Tuesday, March 24, 2015

The Greek Solution

Generally, if you go up to a guy and ask him for a full view of his financial status....to say on a broad scale where the debits and credits are located.....after an hour, he'll give you a nice simple answer.  He'll say he's still owing 100,000 Euro to the bank on his house, owes 8,000 Euro on his car, and has some retirement-related account worth 40,000 Euro.  There's an answer to your question.

You could probably walk up to eighty million Germans, and I'd take a guess that sixty million of them could do their calculation themselves and give a fairly honest and truthful answer.  Some folks have significant investments and it might take a week to assemble the data to say the debt/credit situation.

On a country level....generally, most countries have a number of smart guys around and if you asked them what financial level that the country itself lies in.....these guys can give you a ninety-percent answer.  It might not be perfect....but it's fairly close.

Yesterday in the Wall Street Journal....there's an interesting piece over Greece and this statistical organization that helps to explain where Greece is on debt/credit.

Greece runs this organization called ELSAT.  Their job is financial analysis....at the national level.  These are the guys who say where tax revenue is coming on....where spending is occurring within the government.....and where bank loans are covering spending by the government.

Around 2010, because of the economic woes of 2008.....ELSAT hired up this new guy who came over from the international banking sector (IMF).....Andreas Georiou.  This is a guy who studied at a regional Athens university.....went onto Amherst College in the US for a bachelors degree, and finished up at University of Michigan with a PhD in economics.

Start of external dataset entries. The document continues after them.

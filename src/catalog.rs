//! Fixed threat and location catalogs.
//!
//! Both tables are immutable and drawn from uniformly: no weighting and
//! no exclusion of repeats between cycles.

use rand::Rng;

use crate::types::{Location, Threat, ThreatCategory};

pub static THREATS: [Threat; 6] = [
    Threat {
        name: "SQL Injection",
        category: ThreatCategory::WebAttack,
        description: "Attacker tried to manipulate a database query.",
    },
    Threat {
        name: "DDoS Attack",
        category: ThreatCategory::NetworkAttack,
        description: "Massive traffic flood to overwhelm the server.",
    },
    Threat {
        name: "Zero-Day Exploit",
        category: ThreatCategory::AdvancedAttack,
        description: "Attack using a previously unknown software vulnerability.",
    },
    Threat {
        name: "Phishing",
        category: ThreatCategory::SocialEngineering,
        description: "User targeted with a fraudulent email.",
    },
    Threat {
        name: "Insider Threat",
        category: ThreatCategory::InternalThreat,
        description: "Malicious activity from within the organization.",
    },
    Threat {
        name: "Ransomware",
        category: ThreatCategory::MalwareAttack,
        description: "Encrypted system files demanding a ransom.",
    },
];

/// Major Indian cities.
pub static LOCATIONS: [Location; 6] = [
    Location { name: "Mumbai", latitude: 19.0760, longitude: 72.8777 },
    Location { name: "Delhi", latitude: 28.7041, longitude: 77.1025 },
    Location { name: "Bangalore", latitude: 12.9716, longitude: 77.5946 },
    Location { name: "Hyderabad", latitude: 17.3850, longitude: 78.4867 },
    Location { name: "Chennai", latitude: 13.0827, longitude: 80.2707 },
    Location { name: "Kolkata", latitude: 22.5726, longitude: 88.3639 },
];

/// Draw a threat uniformly at random.
pub fn random_threat<R: Rng + ?Sized>(rng: &mut R) -> &'static Threat {
    &THREATS[rng.gen_range(0..THREATS.len())]
}

/// Draw a location uniformly at random.
pub fn random_location<R: Rng + ?Sized>(rng: &mut R) -> &'static Location {
    &LOCATIONS[rng.gen_range(0..LOCATIONS.len())]
}

pub fn find_threat(name: &str) -> Option<&'static Threat> {
    THREATS.iter().find(|t| t.name == name)
}

pub fn find_location(name: &str) -> Option<&'static Location> {
    LOCATIONS.iter().find(|l| l.name == name)
}
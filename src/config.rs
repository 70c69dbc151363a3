//! Configuration loading from TOML.
//!
//! Reads `config.toml` and deserializes into strongly-typed structs.
//! Every field carries a default, so a partial file (or none at all)
//! still yields a runnable demo.

use anyhow::{bail, Context, Result};
use serde::Deserialize;
use std::fs;
use std::path::Path;
use std::time::Duration;
use tracing::warn;

/// Top-level application configuration.
#[derive(Debug, Deserialize, Clone, Default)]
pub struct AppConfig {
    #[serde(default)]
    pub simulation: SimulationConfig,
    #[serde(default)]
    pub dashboard: DashboardConfig,
}

/// Pacing and sizing of the simulation loop.
#[derive(Debug, Deserialize, Clone)]
#[serde(default)]
pub struct SimulationConfig {
    pub detection_pause_ms: u64,
    pub remediation_pause_ms: u64,
    pub auto_restart_pause_ms: u64,
    pub series_window: usize,
    /// Lower bound (inclusive) of the per-cycle counter increment.
    pub increment_min: f64,
    /// Upper bound (exclusive) of the per-cycle counter increment.
    pub increment_max: f64,
    pub notification_capacity: usize,
    /// Enable auto mode at startup.
    pub auto_start: bool,
}

impl Default for SimulationConfig {
    fn default() -> Self {
        Self {
            detection_pause_ms: 1000,
            remediation_pause_ms: 1500,
            auto_restart_pause_ms: 1000,
            series_window: 15,
            increment_min: 0.5,
            increment_max: 1.5,
            notification_capacity: 50,
            auto_start: false,
        }
    }
}

impl SimulationConfig {
    pub fn detection_pause(&self) -> Duration {
        Duration::from_millis(self.detection_pause_ms)
    }

    pub fn remediation_pause(&self) -> Duration {
        Duration::from_millis(self.remediation_pause_ms)
    }

    pub fn auto_restart_pause(&self) -> Duration {
        Duration::from_millis(self.auto_restart_pause_ms)
    }

    /// Same sizing, no pauses. Used by tests.
    pub fn instant() -> Self {
        Self {
            detection_pause_ms: 0,
            remediation_pause_ms: 0,
            auto_restart_pause_ms: 0,
            ..Self::default()
        }
    }
}

#[derive(Debug, Deserialize, Clone)]
#[serde(default)]
pub struct DashboardConfig {
    pub enabled: bool,
    pub port: u16,
}

impl Default for DashboardConfig {
    fn default() -> Self {
        Self {
            enabled: true,
            port: 8080,
        }
    }
}

impl AppConfig {
    /// Load configuration from a TOML file.
    pub fn load(path: &str) -> Result<Self> {
        let contents = fs::read_to_string(path)
            .with_context(|| format!("Failed to read config file: {path}"))?;
        let config = Self::from_toml(&contents)
            .with_context(|| format!("Failed to parse config file: {path}"))?;
        Ok(config)
    }

    /// Load from `path` if it exists, otherwise fall back to defaults.
    pub fn load_or_default(path: &str) -> Result<Self> {
        if !Path::new(path).exists() {
            warn!(path, "Config file not found, using defaults");
            return Ok(Self::default());
        }
        Self::load(path)
    }

    /// Parse and validate configuration from a TOML string.
    pub fn from_toml(contents: &str) -> Result<Self> {
        let config: AppConfig = toml::from_str(contents)?;
        config.validate()?;
        Ok(config)
    }

    fn validate(&self) -> Result<()> {
        let sim = &self.simulation;
        if sim.series_window == 0 {
            bail!("simulation.series_window must be at least 1");
        }
        if !(sim.increment_min >= 0.0 && sim.increment_min < sim.increment_max) {
            bail!(
                "simulation increment range [{}, {}) is invalid",
                sim.increment_min,
                sim.increment_max
            );
        }
        Ok(())
    }
}
//! Drive the dashboard API while a background simulator serves requests.

use axum::body::Body;
use axum::http::{header, Request, StatusCode};
use std::sync::Arc;
use std::time::Duration;
use tower::ServiceExt;

use aumvion::analyst::playbook::PlaybookAnalyst;
use aumvion::config::SimulationConfig;
use aumvion::dashboard::build_router;
use aumvion::engine::simulator::Simulator;
use aumvion::session::{Session, SessionState};

async fn call(session: &Arc<Session>, method: &str, uri: &str, body: Option<&str>) -> (StatusCode, serde_json::Value) {
    let mut req = Request::builder().method(method).uri(uri);
    let body = match body {
        Some(json) => {
            req = req.header(header::CONTENT_TYPE, "application/json");
            Body::from(json.to_string())
        }
        None => Body::empty(),
    };
    let resp = build_router(session.clone())
        .oneshot(req.body(body).unwrap())
        .await
        .unwrap();
    let status = resp.status();
    let bytes = axum::body::to_bytes(resp.into_body(), 1_000_000).await.unwrap();
    let json = if bytes.is_empty() {
        serde_json::Value::Null
    } else {
        serde_json::from_slice(&bytes).unwrap()
    };
    (status, json)
}

#[tokio::test]
async fn test_manual_attack_through_api() {
    let config = SimulationConfig::instant();
    let session = Arc::new(Session::new(SessionState::from_config(&config)));
    let handle = tokio::spawn(
        Simulator::with_seed(session.clone(), Box::new(PlaybookAnalyst::new()), config, 5).run(),
    );

    let (status, _) = call(&session, "POST", "/api/attack", None).await;
    assert_eq!(status, StatusCode::ACCEPTED);

    let ledger = tokio::time::timeout(Duration::from_secs(5), async {
        loop {
            let (_, ledger) = call(&session, "GET", "/api/ledger", None).await;
            if ledger.as_array().map(|a| a.len()) == Some(1) {
                break ledger;
            }
            tokio::time::sleep(Duration::from_millis(2)).await;
        }
    })
    .await
    .unwrap();

    let row = &ledger[0];
    for field in ["time", "threat", "location", "defense_strategy", "healing_time_secs", "hash"] {
        assert!(!row[field].is_null(), "missing {field}");
    }

    let (_, map) = call(&session, "GET", "/api/map", None).await;
    assert_eq!(map["label"], row["location"]);
    assert_eq!(map["zoom"], 6);

    let (_, series) = call(&session, "GET", "/api/attack-series", None).await;
    assert_eq!(series.as_array().unwrap().len(), 1);

    let (_, notes) = call(&session, "GET", "/api/notifications", None).await;
    let levels: Vec<&str> = notes
        .as_array()
        .unwrap()
        .iter()
        .map(|n| n["level"].as_str().unwrap())
        .collect();
    assert_eq!(levels, vec!["alert", "defending", "healed"]);

    handle.abort();
}

#[tokio::test]
async fn test_auto_mode_toggle_through_api() {
    let config = SimulationConfig::instant();
    let session = Arc::new(Session::new(SessionState::from_config(&config)));

    let (status, body) = call(&session, "POST", "/api/auto-mode", Some(r#"{"enabled":true}"#)).await;
    assert_eq!(status, StatusCode::OK);
    assert_eq!(body["auto_mode"], true);
    assert_eq!(body["attack_in_progress"], true);

    let (status, body) = call(&session, "POST", "/api/attack", None).await;
    assert_eq!(status, StatusCode::CONFLICT);
    assert_eq!(body["code"], "auto_mode_active");

    let (_, body) = call(&session, "POST", "/api/auto-mode", Some(r#"{"enabled":false}"#)).await;
    assert_eq!(body["auto_mode"], false);

    let (_, status_body) = call(&session, "GET", "/api/status", None).await;
    assert_eq!(status_body["auto_mode"], false);
    assert_eq!(status_body["attack_in_progress"], false);
}

#[tokio::test]
async fn test_malformed_auto_mode_body_rejected() {
    let session = Arc::new(Session::default());
    let resp = build_router(session)
        .oneshot(
            Request::builder()
                .method("POST")
                .uri("/api/auto-mode")
                .header(header::CONTENT_TYPE, "application/json")
                .body(Body::from(r#"{"enabled":"yes"}"#))
                .unwrap(),
        )
        .await
        .unwrap();
    assert!(resp.status().is_client_error());
}
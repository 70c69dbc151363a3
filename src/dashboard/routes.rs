//! Dashboard API route handlers.
//!
//! Read endpoints return JSON snapshots of the session. The two control
//! endpoints flip session flags and wake the simulator.

use axum::{
    extract::State,
    http::StatusCode,
    response::{IntoResponse, Response},
    Json,
};
use serde::{Deserialize, Serialize};
use std::sync::Arc;

use crate::catalog::{LOCATIONS, THREATS};
use crate::session::Session;
use crate::types::{
    ControlError, CounterPoint, LedgerEntry, Location, MapView, Metrics, Notification, Threat,
};

pub type AppState = Arc<Session>;

// ---------------------------------------------------------------------------
// Response types
// ---------------------------------------------------------------------------

#[derive(Debug, Clone, Serialize)]
pub struct StatusResponse {
    pub attack_in_progress: bool,
    pub auto_mode: bool,
    pub current_attack_count: f64,
    pub cycles_started: u64,
    pub metrics: Metrics,
}

#[derive(Debug, Clone, Serialize)]
pub struct CatalogResponse {
    pub threats: &'static [Threat],
    pub locations: &'static [Location],
}

#[derive(Debug, Clone, Serialize)]
pub struct ControlResponse {
    pub attack_in_progress: bool,
    pub auto_mode: bool,
}

#[derive(Debug, Clone, Deserialize)]
pub struct AutoModeRequest {
    pub enabled: bool,
}

#[derive(Debug, Clone, Serialize, Deserialize)]
pub struct ErrorBody {
    pub code: String,
    pub message: String,
}

/// A control action rejected because of the current session state.
#[derive(Debug)]
pub struct ApiError(ControlError);

impl From<ControlError> for ApiError {
    fn from(err: ControlError) -> Self {
        Self(err)
    }
}

impl IntoResponse for ApiError {
    fn into_response(self) -> Response {
        let body = ErrorBody {
            code: self.0.code().to_string(),
            message: self.0.to_string(),
        };
        (StatusCode::CONFLICT, Json(body)).into_response()
    }
}

// ---------------------------------------------------------------------------
// Route handlers
// ---------------------------------------------------------------------------

/// GET /api/status
pub async fn get_status(State(state): State<AppState>) -> Json<StatusResponse> {
    let session = state.state.read().await;
    Json(StatusResponse {
        attack_in_progress: session.attack_in_progress,
        auto_mode: session.auto_mode,
        current_attack_count: session.current_attack_count,
        cycles_started: session.cycles_started,
        metrics: session.metrics(),
    })
}

/// GET /api/metrics
pub async fn get_metrics(State(state): State<AppState>) -> Json<Metrics> {
    Json(state.state.read().await.metrics())
}

/// GET /api/ledger
pub async fn get_ledger(State(state): State<AppState>) -> Json<Vec<LedgerEntry>> {
    Json(state.state.read().await.ledger.clone())
}

/// GET /api/attack-series
pub async fn get_attack_series(State(state): State<AppState>) -> Json<Vec<CounterPoint>> {
    let session = state.state.read().await;
    Json(session.attack_counts.iter().copied().collect())
}

/// GET /api/map
pub async fn get_map(State(state): State<AppState>) -> Json<MapView> {
    Json(state.state.read().await.map.clone())
}

/// GET /api/notifications
pub async fn get_notifications(State(state): State<AppState>) -> Json<Vec<Notification>> {
    let session = state.state.read().await;
    Json(session.notifications.iter().cloned().collect())
}

/// GET /api/catalog
pub async fn get_catalog() -> Json<CatalogResponse> {
    Json(CatalogResponse {
        threats: &THREATS,
        locations: &LOCATIONS,
    })
}

/// POST /api/attack
pub async fn launch_attack(
    State(state): State<AppState>,
) -> Result<(StatusCode, Json<ControlResponse>), ApiError> {
    state.launch_manual().await?;
    Ok((StatusCode::ACCEPTED, Json(control_response(&state).await)))
}

/// POST /api/auto-mode
pub async fn set_auto_mode(
    State(state): State<AppState>,
    Json(request): Json<AutoModeRequest>,
) -> Json<ControlResponse> {
    state.set_auto_mode(request.enabled).await;
    Json(control_response(&state).await)
}

/// GET /health
pub async fn health() -> StatusCode {
    StatusCode::OK
}

async fn control_response(state: &AppState) -> ControlResponse {
    let session = state.state.read().await;
    ControlResponse {
        attack_in_progress: session.attack_in_progress,
        auto_mode: session.auto_mode,
    }
}

// ---------------------------------------------------------------------------
// Tests
// ---------------------------------------------------------------------------
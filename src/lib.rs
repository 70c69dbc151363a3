//! AUMVION — simulated self-healing security platform.
//!
//! Library crate exposing all modules for use by integration tests
//! and the binary entry point.

pub mod config;
pub mod types;
pub mod catalog;
pub mod analyst;
pub mod session;
pub mod engine;
pub mod dashboard;
//! Persistence context - staged changes over the command table.
//!
//! A context is opened per request by a [`ContextFactory`]. Reads go straight
//! to the store; `add`, `update` and `remove` only stage a [`Change`], and
//! nothing reaches the store until [`CommandContext::save`] commits the whole
//! change set at once.

use async_trait::async_trait;

use crate::domain::Command;
use crate::errors::AppResult;

mod database;
mod memory;

pub use database::DatabaseContext;
pub use memory::{MemoryContext, MemoryStore};

#[cfg(any(test, feature = "test-utils"))]
use mockall::automock;

/// Request-scoped view over stored commands with deferred commit.
#[cfg_attr(any(test, feature = "test-utils"), automock)]
#[async_trait]
pub trait CommandContext: Send + Sync {
    /// All committed rows in ascending id order
    async fn all(&self) -> AppResult<Vec<Command>>;

    /// Committed row by primary key
    async fn find(&self, id: i32) -> AppResult<Option<Command>>;

    /// Stage a new row; its id is assigned on commit
    fn add(&mut self, command: Command);

    /// Stage a full replacement of the row with `command.id`
    fn update(&mut self, command: Command);

    /// Stage deletion of an existing row
    fn remove(&mut self, command: Command);

    /// Number of staged, uncommitted changes
    fn pending(&self) -> usize;

    /// Commit every staged change atomically.
    ///
    /// The staged set is cleared whether or not the commit succeeds.
    async fn save(&mut self) -> AppResult<SaveOutcome>;
}

/// Opens request-scoped contexts over one backing store.
#[async_trait]
pub trait ContextFactory: Send + Sync {
    /// Open a fresh context with an empty change set
    fn open(&self) -> Box<dyn CommandContext>;

    /// Check that the backing store is reachable
    async fn ping(&self) -> AppResult<()>;
}

/// A staged change, applied on commit
#[derive(Debug, Clone, PartialEq, Eq)]
pub enum Change {
    Added(Command),
    Modified(Command),
    Deleted(Command),
}

impl Change {
    /// Row constraints only apply to rows being written
    fn check_constraints(&self) -> AppResult<()> {
        match self {
            Change::Added(command) | Change::Modified(command) => command.check_constraints(),
            Change::Deleted(_) => Ok(()),
        }
    }
}

/// Ordered set of staged changes
#[derive(Debug, Default)]
pub struct ChangeSet {
    changes: Vec<Change>,
}

impl ChangeSet {
    pub fn push(&mut self, change: Change) {
        self.changes.push(change);
    }

    pub fn len(&self) -> usize {
        self.changes.len()
    }

    pub fn is_empty(&self) -> bool {
        self.changes.is_empty()
    }

    /// Drain the staged changes, checking row constraints first.
    ///
    /// The set is empty afterwards even when a constraint fails.
    pub fn take_checked(&mut self) -> AppResult<Vec<Change>> {
        let changes = std::mem::take(&mut self.changes);
        for change in &changes {
            change.check_constraints()?;
        }
        Ok(changes)
    }
}

/// Result of a successful commit
#[derive(Debug, Clone, Default, PartialEq, Eq)]
pub struct SaveOutcome {
    /// Rows inserted by this commit, with their assigned ids, in staging order
    pub inserted: Vec<Command>,
    /// Total rows written or deleted
    pub rows_affected: u64,
}
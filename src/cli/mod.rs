//! CLI module - Command-line interface for the application.
//!
//! Provides commands for:
//! - `serve` - Start the HTTP server

pub mod args;

pub use args::{Cli, Commands};
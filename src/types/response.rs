use axum::{
    http::{header, StatusCode},
    response::IntoResponse,
    Json,
};
use serde::Serialize;

/// Created response helper: 201, `Location` of the new resource, and its body
pub struct CreatedAt<T: Serialize> {
    pub location: String,
    pub body: T,
}

impl<T: Serialize> CreatedAt<T> {
    pub fn new(location: impl Into<String>, body: T) -> Self {
        Self {
            location: location.into(),
            body,
        }
    }
}

impl<T: Serialize> IntoResponse for CreatedAt<T> {
    fn into_response(self) -> axum::response::Response {
        (
            StatusCode::CREATED,
            [(header::LOCATION, self.location)],
            Json(self.body),
        )
            .into_response()
    }
}

/// No content response helper
pub struct NoContent;

impl IntoResponse for NoContent {
    fn into_response(self) -> axum::response::Response {
        StatusCode::NO_CONTENT.into_response()
    }
}
//! Command domain entity.

use serde::{Deserialize, Serialize};
use utoipa::ToSchema;
use validator::Validate;

use crate::errors::{AppError, AppResult};

/// A recorded how-to: what it does, where it runs, and the line to type.
///
/// `id` is assigned by the store on commit and never reused. It is optional
/// on input and defaults to `0`, which no stored row ever carries.
#[derive(Debug, Clone, PartialEq, Eq, Default, Serialize, Deserialize, Validate, ToSchema)]
#[serde(rename_all = "camelCase")]
pub struct Command {
    /// Store-assigned primary key
    #[serde(default, alias = "Id")]
    #[schema(example = 1)]
    pub id: i32,
    /// What the command accomplishes
    #[serde(alias = "HowTo")]
    #[schema(example = "Run unit tests")]
    pub how_to: String,
    /// Platform the command runs on (at most 8 characters)
    #[serde(alias = "Platform")]
    #[validate(length(max = 8, message = "Platform must be at most 8 characters"))]
    #[schema(example = "dotnet", max_length = 8)]
    pub platform: String,
    /// The command line itself
    #[serde(alias = "CommandLine")]
    #[schema(example = "dotnet test")]
    pub command_line: String,
}

impl Command {
    /// Create an unsaved command (id unset)
    pub fn new(
        how_to: impl Into<String>,
        platform: impl Into<String>,
        command_line: impl Into<String>,
    ) -> Self {
        Self {
            id: 0,
            how_to: how_to.into(),
            platform: platform.into(),
            command_line: command_line.into(),
        }
    }

    /// Copy of this command with the id cleared, ready to be staged as new
    pub fn unsaved(self) -> Self {
        Self { id: 0, ..self }
    }

    /// Check the column constraints a store enforces on commit.
    pub fn check_constraints(&self) -> AppResult<()> {
        self.validate().map_err(|errors| {
            let detail = errors
                .field_errors()
                .iter()
                .flat_map(|(field, errs)| {
                    errs.iter().map(move |e| {
                        e.message
                            .as_ref()
                            .map(|m| m.to_string())
                            .unwrap_or_else(|| format!("{} is invalid", field))
                    })
                })
                .collect::<Vec<_>>()
                .join(", ");
            AppError::constraint(detail)
        })
    }
}
//! Application settings loaded from environment variables.

use std::env;

use clap::ValueEnum;

use super::constants::{
    DEFAULT_DATABASE_MAX_CONNECTIONS, DEFAULT_DATABASE_URL, DEFAULT_SERVER_HOST,
    DEFAULT_SERVER_PORT,
};

/// Backing store for the command table
#[derive(Debug, Clone, Copy, PartialEq, Eq, Default, ValueEnum)]
pub enum StorageBackend {
    /// Relational database through SeaORM
    #[default]
    Database,
    /// Process-local table, lost on shutdown
    Memory,
}

/// Application configuration
#[derive(Clone)]
pub struct Config {
    pub database_url: String,
    pub database_max_connections: u32,
    pub server_host: String,
    pub server_port: u16,
}

impl std::fmt::Debug for Config {
    fn fmt(&self, f: &mut std::fmt::Formatter<'_>) -> std::fmt::Result {
        f.debug_struct("Config")
            .field("database_url", &"[REDACTED]")
            .field("database_max_connections", &self.database_max_connections)
            .field("server_host", &self.server_host)
            .field("server_port", &self.server_port)
            .finish()
    }
}

impl Config {
    /// Load configuration from environment variables.
    pub fn from_env() -> Self {
        dotenvy::dotenv().ok();

        Self {
            database_url: env::var("DATABASE_URL")
                .unwrap_or_else(|_| DEFAULT_DATABASE_URL.to_string()),
            database_max_connections: env::var("DATABASE_MAX_CONNECTIONS")
                .ok()
                .and_then(|v| v.parse().ok())
                .unwrap_or(DEFAULT_DATABASE_MAX_CONNECTIONS),
            server_host: env::var("SERVER_HOST")
                .unwrap_or_else(|_| DEFAULT_SERVER_HOST.to_string()),
            server_port: env::var("SERVER_PORT")
                .ok()
                .and_then(|v| v.parse().ok())
                .unwrap_or(DEFAULT_SERVER_PORT),
        }
    }

    /// Get the full server address.
    pub fn server_addr(&self) -> String {
        format!("{}:{}", self.server_host, self.server_port)
    }
}

impl Default for Config {
    fn default() -> Self {
        Self {
            database_url: DEFAULT_DATABASE_URL.to_string(),
            database_max_connections: DEFAULT_DATABASE_MAX_CONNECTIONS,
            server_host: DEFAULT_SERVER_HOST.to_string(),
            server_port: DEFAULT_SERVER_PORT,
        }
    }
}
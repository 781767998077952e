//! Command database entity for SeaORM.

use sea_orm::entity::prelude::*;
use sea_orm::{NotSet, Set, Unchanged};

use crate::domain::Command;

#[derive(Clone, Debug, PartialEq, Eq, DeriveEntityModel)]
#[sea_orm(table_name = "commands")]
pub struct Model {
    #[sea_orm(primary_key)]
    pub id: i32,
    pub how_to: String,
    pub platform: String,
    pub command_line: String,
}

#[derive(Copy, Clone, Debug, EnumIter, DeriveRelation)]
pub enum Relation {}

impl ActiveModelBehavior for ActiveModel {}

/// Convert database model to domain entity
impl From<Model> for Command {
    fn from(model: Model) -> Self {
        Command {
            id: model.id,
            how_to: model.how_to,
            platform: model.platform,
            command_line: model.command_line,
        }
    }
}

impl ActiveModel {
    /// Insert form: the database assigns the id
    pub fn for_insert(command: Command) -> Self {
        Self {
            id: NotSet,
            how_to: Set(command.how_to),
            platform: Set(command.platform),
            command_line: Set(command.command_line),
        }
    }

    /// Full-replace form: every column but the key is written
    pub fn for_replace(command: Command) -> Self {
        Self {
            id: Unchanged(command.id),
            how_to: Set(command.how_to),
            platform: Set(command.platform),
            command_line: Set(command.command_line),
        }
    }
}
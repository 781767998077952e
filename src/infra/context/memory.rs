//! In-memory command store.
//!
//! One shared table per [`MemoryStore`]; every context opened from it sees the
//! same committed rows but stages its own changes.

use std::collections::BTreeMap;
use std::sync::Arc;

use async_trait::async_trait;
use sea_orm::DbErr;
use tokio::sync::RwLock;

use super::{Change, ChangeSet, CommandContext, ContextFactory, SaveOutcome};
use crate::domain::Command;
use crate::errors::AppResult;

#[derive(Debug, Clone)]
struct Table {
    rows: BTreeMap<i32, Command>,
    next_id: i32,
}

impl Default for Table {
    fn default() -> Self {
        Self {
            rows: BTreeMap::new(),
            next_id: 1,
        }
    }
}

impl Table {
    /// Apply one change, mirroring the errors a relational store reports.
    fn apply(&mut self, change: Change, outcome: &mut SaveOutcome) -> Result<(), DbErr> {
        match change {
            Change::Added(command) => {
                let id = self.next_id;
                self.next_id += 1;
                let row = Command { id, ..command };
                self.rows.insert(id, row.clone());
                outcome.inserted.push(row);
            }
            Change::Modified(command) => match self.rows.get_mut(&command.id) {
                Some(row) => *row = command,
                None => return Err(DbErr::RecordNotUpdated),
            },
            Change::Deleted(command) => {
                if self.rows.remove(&command.id).is_none() {
                    return Err(DbErr::RecordNotFound(format!(
                        "command {} does not exist",
                        command.id
                    )));
                }
            }
        }
        outcome.rows_affected += 1;
        Ok(())
    }
}

/// Process-local command table shared by all contexts opened from it.
#[derive(Clone, Default)]
pub struct MemoryStore {
    table: Arc<RwLock<Table>>,
}

impl MemoryStore {
    /// Create an empty store; ids start at 1
    pub fn new() -> Self {
        Self::default()
    }

    /// Number of committed rows
    pub async fn len(&self) -> usize {
        self.table.read().await.rows.len()
    }

    /// Whether the store holds no committed rows
    pub async fn is_empty(&self) -> bool {
        self.table.read().await.rows.is_empty()
    }

    /// Open a concretely-typed context
    pub fn context(&self) -> MemoryContext {
        MemoryContext {
            table: self.table.clone(),
            changes: ChangeSet::default(),
        }
    }
}

#[async_trait]
impl ContextFactory for MemoryStore {
    fn open(&self) -> Box<dyn CommandContext> {
        Box::new(self.context())
    }

    async fn ping(&self) -> AppResult<()> {
        Ok(())
    }
}

/// Context over a [`MemoryStore`]
pub struct MemoryContext {
    table: Arc<RwLock<Table>>,
    changes: ChangeSet,
}

#[async_trait]
impl CommandContext for MemoryContext {
    async fn all(&self) -> AppResult<Vec<Command>> {
        Ok(self.table.read().await.rows.values().cloned().collect())
    }

    async fn find(&self, id: i32) -> AppResult<Option<Command>> {
        Ok(self.table.read().await.rows.get(&id).cloned())
    }

    fn add(&mut self, command: Command) {
        self.changes.push(Change::Added(command));
    }

    fn update(&mut self, command: Command) {
        self.changes.push(Change::Modified(command));
    }

    fn remove(&mut self, command: Command) {
        self.changes.push(Change::Deleted(command));
    }

    fn pending(&self) -> usize {
        self.changes.len()
    }

    async fn save(&mut self) -> AppResult<SaveOutcome> {
        let changes = self.changes.take_checked()?;

        let mut table = self.table.write().await;
        // Work on a copy so a failing change leaves the table untouched
        let mut working = table.clone();
        let mut outcome = SaveOutcome::default();
        for change in changes {
            working.apply(change, &mut outcome)?;
        }
        *table = working;

        tracing::debug!(rows_affected = outcome.rows_affected, "In-memory commit applied");
        Ok(outcome)
    }
}
//! SeaORM entity definitions
//!
//! These are database-specific entities separate from domain models.

pub mod command;

pub use command::{ActiveModel as CommandActiveModel, Entity as CommandEntity, Model as CommandModel};
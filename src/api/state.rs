//! Application state - Dependency injection container.

use std::sync::Arc;

use crate::infra::ContextFactory;

/// Application state shared across handlers.
///
/// Holds the store; each request opens its own context from it.
#[derive(Clone)]
pub struct AppState {
    /// Backing store for the command table
    pub store: Arc<dyn ContextFactory>,
}

impl AppState {
    /// Create new application state over a store
    pub fn new(store: Arc<dyn ContextFactory>) -> Self {
        Self { store }
    }
}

For roughly twenty years with the IMF, he had various responsibilities.  He even picked up some exterior work as a professor for the University of Michigan.

In 2010.....he came over to run the ELSAT statistics department.  He was there to crunch numbers. His results?  Fairly dismal.  His numbers drove a great deal of the trend toward austerity and got Greeks fairly negative about the whole financial situation.

Well.....some folks have hinted that he walked into ELSAT with an agenda....worked with German banks....and conspired to create this fraudulent austerity situation. This week...the Greek government is working up charges against the guy and intend to bring him into court.

The general accusation?  Well....several folks within ELSAT say that Georgiou has no background or expertise with statistics.  The same folks suggest that he can only deliver what he's told to deliver.....not necessarily the facts.

What will happen?  One might take a guess that the new political situation in Greece requires some dramatic flip to dump austerity and keep Greece within the Euro.  If they could prove that the statistical picture given back five years ago was totally wrong....that austerity is not necessary....that European pressure to reform is unnecessary, then they carve out a brief period of calm (my word for this 'mess').

The problem here.....it's almost impossible for a nation to sit down and balance their books today, and show a debt/credit situation.  You might be able to talk about yourself.....but a nation of sixteen million or eighty million?  No.

The banks will watch this soap-opera unfold and eventually say 'fine'.....go on and pretend austerity is not necessary but don't come and ask us for loans.  Countries within the EU will likely say the same.....pretend austerity isn't necessary and just work this out on your own without our pocket money.  At that point....this gimmick kinda falls apart, if you ask me.